● **WHAT IS NEEDED**: Copy each line below containing "Clone".

● **RECORDS SHOWN**:
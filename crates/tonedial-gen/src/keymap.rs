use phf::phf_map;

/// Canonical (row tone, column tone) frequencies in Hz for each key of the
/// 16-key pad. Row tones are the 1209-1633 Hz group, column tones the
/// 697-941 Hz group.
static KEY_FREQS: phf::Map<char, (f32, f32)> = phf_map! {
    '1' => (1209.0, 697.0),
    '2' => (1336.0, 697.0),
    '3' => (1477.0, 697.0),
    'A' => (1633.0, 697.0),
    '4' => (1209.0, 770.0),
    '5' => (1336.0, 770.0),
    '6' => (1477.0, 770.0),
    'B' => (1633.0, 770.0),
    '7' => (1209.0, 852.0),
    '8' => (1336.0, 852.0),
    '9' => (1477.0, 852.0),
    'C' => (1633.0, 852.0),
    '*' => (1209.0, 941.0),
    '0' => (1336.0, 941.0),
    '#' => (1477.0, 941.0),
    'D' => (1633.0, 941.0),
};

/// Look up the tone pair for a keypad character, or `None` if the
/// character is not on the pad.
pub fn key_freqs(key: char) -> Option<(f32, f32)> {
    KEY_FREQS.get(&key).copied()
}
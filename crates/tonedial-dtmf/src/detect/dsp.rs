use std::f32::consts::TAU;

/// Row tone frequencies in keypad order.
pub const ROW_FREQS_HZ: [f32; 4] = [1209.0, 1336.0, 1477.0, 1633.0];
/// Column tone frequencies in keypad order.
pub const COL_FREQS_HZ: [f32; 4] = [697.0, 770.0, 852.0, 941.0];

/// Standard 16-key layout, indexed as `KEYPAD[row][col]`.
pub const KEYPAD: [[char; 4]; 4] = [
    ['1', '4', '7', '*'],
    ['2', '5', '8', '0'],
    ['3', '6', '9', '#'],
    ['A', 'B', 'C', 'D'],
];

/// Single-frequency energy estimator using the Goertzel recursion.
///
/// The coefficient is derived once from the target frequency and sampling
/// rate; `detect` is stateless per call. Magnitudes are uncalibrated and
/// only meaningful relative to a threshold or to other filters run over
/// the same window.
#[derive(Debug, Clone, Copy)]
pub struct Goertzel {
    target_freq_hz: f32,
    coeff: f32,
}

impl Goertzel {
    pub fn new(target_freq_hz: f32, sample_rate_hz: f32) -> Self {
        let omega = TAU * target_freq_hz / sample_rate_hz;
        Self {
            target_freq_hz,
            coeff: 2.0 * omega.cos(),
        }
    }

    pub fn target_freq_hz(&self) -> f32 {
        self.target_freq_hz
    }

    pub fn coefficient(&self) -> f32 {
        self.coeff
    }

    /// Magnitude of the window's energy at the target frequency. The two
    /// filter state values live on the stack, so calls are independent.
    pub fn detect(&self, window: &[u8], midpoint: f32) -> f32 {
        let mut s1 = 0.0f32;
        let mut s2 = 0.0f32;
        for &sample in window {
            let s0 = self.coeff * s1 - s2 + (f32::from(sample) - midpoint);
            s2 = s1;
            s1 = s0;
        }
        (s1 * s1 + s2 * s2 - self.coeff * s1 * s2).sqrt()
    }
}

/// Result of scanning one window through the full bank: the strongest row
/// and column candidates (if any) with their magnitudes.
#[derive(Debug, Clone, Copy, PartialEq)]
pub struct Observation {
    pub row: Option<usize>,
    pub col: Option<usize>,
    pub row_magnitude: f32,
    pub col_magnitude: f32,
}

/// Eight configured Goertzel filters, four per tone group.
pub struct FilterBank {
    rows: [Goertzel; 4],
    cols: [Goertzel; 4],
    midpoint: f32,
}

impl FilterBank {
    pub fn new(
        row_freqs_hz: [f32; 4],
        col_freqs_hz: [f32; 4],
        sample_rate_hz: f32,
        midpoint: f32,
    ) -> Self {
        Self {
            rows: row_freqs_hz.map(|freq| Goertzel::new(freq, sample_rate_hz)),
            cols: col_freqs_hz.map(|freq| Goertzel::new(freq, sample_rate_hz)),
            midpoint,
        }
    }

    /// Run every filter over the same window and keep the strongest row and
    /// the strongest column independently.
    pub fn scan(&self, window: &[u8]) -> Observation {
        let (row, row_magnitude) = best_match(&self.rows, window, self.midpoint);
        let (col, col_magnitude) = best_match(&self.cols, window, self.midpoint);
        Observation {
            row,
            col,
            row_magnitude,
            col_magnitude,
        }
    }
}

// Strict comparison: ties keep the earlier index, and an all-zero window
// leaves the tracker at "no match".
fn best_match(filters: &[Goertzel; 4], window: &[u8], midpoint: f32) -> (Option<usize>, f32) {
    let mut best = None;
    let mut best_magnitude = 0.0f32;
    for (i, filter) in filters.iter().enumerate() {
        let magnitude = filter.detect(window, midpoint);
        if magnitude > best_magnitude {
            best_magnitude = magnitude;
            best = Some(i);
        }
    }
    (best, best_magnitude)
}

--

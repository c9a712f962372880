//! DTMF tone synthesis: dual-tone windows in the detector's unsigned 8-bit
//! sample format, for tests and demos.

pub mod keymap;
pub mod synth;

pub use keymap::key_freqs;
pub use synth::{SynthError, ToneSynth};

● **WRITTEN RESPONSE**:
#[derive(Debug, Clone, Copy)]
#[derive(Debug, Clone, Copy, PartialEq)]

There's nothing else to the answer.